Abstract
HMGA2 is a non-histonic nuclear protein belonging to the HMGA family, characterized by the small dimensions (less than 30 kDa), the high electrophoretic mobility and for its role as indirect regulator of transcription. Its functional features are due to the ability to interact with the DNA, thanks to three HMGA characteristic domains (the AT-hooks, able to recognize and specifically bind AT-rich regions in the minor groove of the DNA double strand), and also to the faculty to modulate the activity of proteins by specific interactions with them.

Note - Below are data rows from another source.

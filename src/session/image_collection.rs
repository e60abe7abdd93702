//! 去重后的有序图片集合
//!
//! 顺序序列与指纹集合同步维护：序列保证首次出现的先后顺序，集合保证 O(1) 去重判断。

use std::collections::HashSet;

use crate::error::CollectionError;
use crate::models::{Fingerprint, QuizImage};

#[derive(Debug, Default, Clone)]
pub struct ImageCollection {
    images: Vec<QuizImage>,
    fingerprints: HashSet<Fingerprint>,
}

impl ImageCollection {
    pub fn new() -> Self {
        Self::default()
    }

    /// 添加图片；指纹已存在时不做任何事
    ///
    /// 返回是否真正加入了集合。
    pub fn add(&mut self, image: QuizImage) -> bool {
        if !self.fingerprints.insert(image.fingerprint()) {
            return false;
        }
        self.images.push(image);
        true
    }

    /// 删除指定位置的图片，之后的图片索引前移一位
    pub fn remove_at(&mut self, index: usize) -> Result<QuizImage, CollectionError> {
        if index >= self.images.len() {
            return Err(CollectionError::IndexOutOfRange {
                index,
                len: self.images.len(),
            });
        }
        let image = self.images.remove(index);
        self.fingerprints.remove(&image.fingerprint());
        Ok(image)
    }

    pub fn at(&self, index: usize) -> Option<&QuizImage> {
        self.images.get(index)
    }

    pub fn contains(&self, fingerprint: &Fingerprint) -> bool {
        self.fingerprints.contains(fingerprint)
    }

    pub fn len(&self) -> usize {
        self.images.len()
    }

    pub fn is_empty(&self) -> bool {
        self.images.is_empty()
    }

    pub fn clear(&mut self) {
        self.images.clear();
        self.fingerprints.clear();
    }

    pub fn iter(&self) -> impl Iterator<Item = &QuizImage> {
        self.images.iter()
    }
}
//! 视觉模型 OCR 客户端
//!
//! 通过 Vision API 把图片以 base64 data URL 的形式发送给模型，
//! 默认对接 Gemini 的 OpenAI 兼容端点。

use anyhow::Result;
use async_openai::{
    config::OpenAIConfig,
    types::chat::{
        ChatCompletionRequestMessage, ChatCompletionRequestMessageContentPartImage,
        ChatCompletionRequestMessageContentPartText, ChatCompletionRequestUserMessageArgs,
        ChatCompletionRequestUserMessageContent, ChatCompletionRequestUserMessageContentPart,
        CreateChatCompletionRequestArgs, ImageDetail, ImageUrl,
    },
    Client,
};
use async_trait::async_trait;
use tracing::{debug, warn};

use crate::clients::prompts::TRANSCRIBE_INSTRUCTION;
use crate::clients::OcrCapability;
use crate::config::Config;
use crate::models::QuizImage;

/// 视觉模型 OCR 客户端
///
/// 密钥随每次调用传入，客户端本身只保存端点和模型。
pub struct VisionOcrClient {
    api_base_url: String,
    model_name: String,
}

impl VisionOcrClient {
    pub fn new(config: &Config) -> Self {
        Self {
            api_base_url: config.ocr_api_base_url.clone(),
            model_name: config.ocr_model_name.clone(),
        }
    }

    fn client(&self, credential: &str) -> Client<OpenAIConfig> {
        let openai_config = OpenAIConfig::new()
            .with_api_key(credential)
            .with_api_base(&self.api_base_url);
        Client::with_config(openai_config)
    }
}

#[async_trait]
impl OcrCapability for VisionOcrClient {
    async fn transcribe(&self, image: &QuizImage, credential: &str) -> Result<String> {
        debug!(
            "调用 OCR 模型: {}, 图片 {} ({} 字节, {})",
            self.model_name,
            image.fingerprint().short(),
            image.len(),
            image.media_type()
        );

        let content_parts = vec![
            ChatCompletionRequestUserMessageContentPart::Text(
                ChatCompletionRequestMessageContentPartText {
                    text: TRANSCRIBE_INSTRUCTION.to_string(),
                },
            ),
            ChatCompletionRequestUserMessageContentPart::ImageUrl(
                ChatCompletionRequestMessageContentPartImage {
                    image_url: ImageUrl {
                        url: image.to_data_url(),
                        detail: Some(ImageDetail::High),
                    },
                },
            ),
        ];

        let user_msg = ChatCompletionRequestUserMessageArgs::default()
            .content(ChatCompletionRequestUserMessageContent::Array(content_parts))
            .build()?;

        let request = CreateChatCompletionRequestArgs::default()
            .model(&self.model_name)
            .messages(vec![ChatCompletionRequestMessage::User(user_msg)])
            .build()?;

        let response = self
            .client(credential)
            .chat()
            .create(request)
            .await
            .map_err(|e| {
                warn!("OCR API 调用失败: {}", e);
                anyhow::anyhow!("OCR API 调用失败: {}", e)
            })?;

        let content = response
            .choices
            .first()
            .and_then(|choice| choice.message.content.clone())
            .ok_or_else(|| anyhow::anyhow!("OCR 返回内容为空"))?;

        debug!("OCR 调用成功，返回 {} 字符", content.chars().count());

        Ok(content)
    }
}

In our lab a hmga2 homolog was cloned from Xenopus laevis, sequenced and, subsequently characterized for its spatial and temporal expression in Xenopus
laevis embryogenesis; the functional role of the protein was approached by
loss-of-function experiments, achieved with microinjections of morpholino antisense oligonucleotides.
In my thesis, I worked to confirm the results of preliminary loss-of-function studies, and to verify the specificity of the observed effects on Xenopus laevis embryonic development as a consequence of hmga2 knock down. To achieve this goal, I used a morpholino antisense oligonucleotide different from the one used previously, targeting the 5’UTR rather than the translation initiation site on the hmga2 mRNA. The morpholino was injected together with mRNA of lacZ and GFP genes in the animal zone of one of the dorsal blastomeres of 4-cell stage embryos. Whole mount in situ hybridizations were performed on embryos at different developmental stages with specific probes for neural crest cells.
These experiments allowed to confirm the results of the previous tests and enforced the hypothesis of an hmga2 involvement in the neural crest molecular processes during Xenopus laevis embryonic development.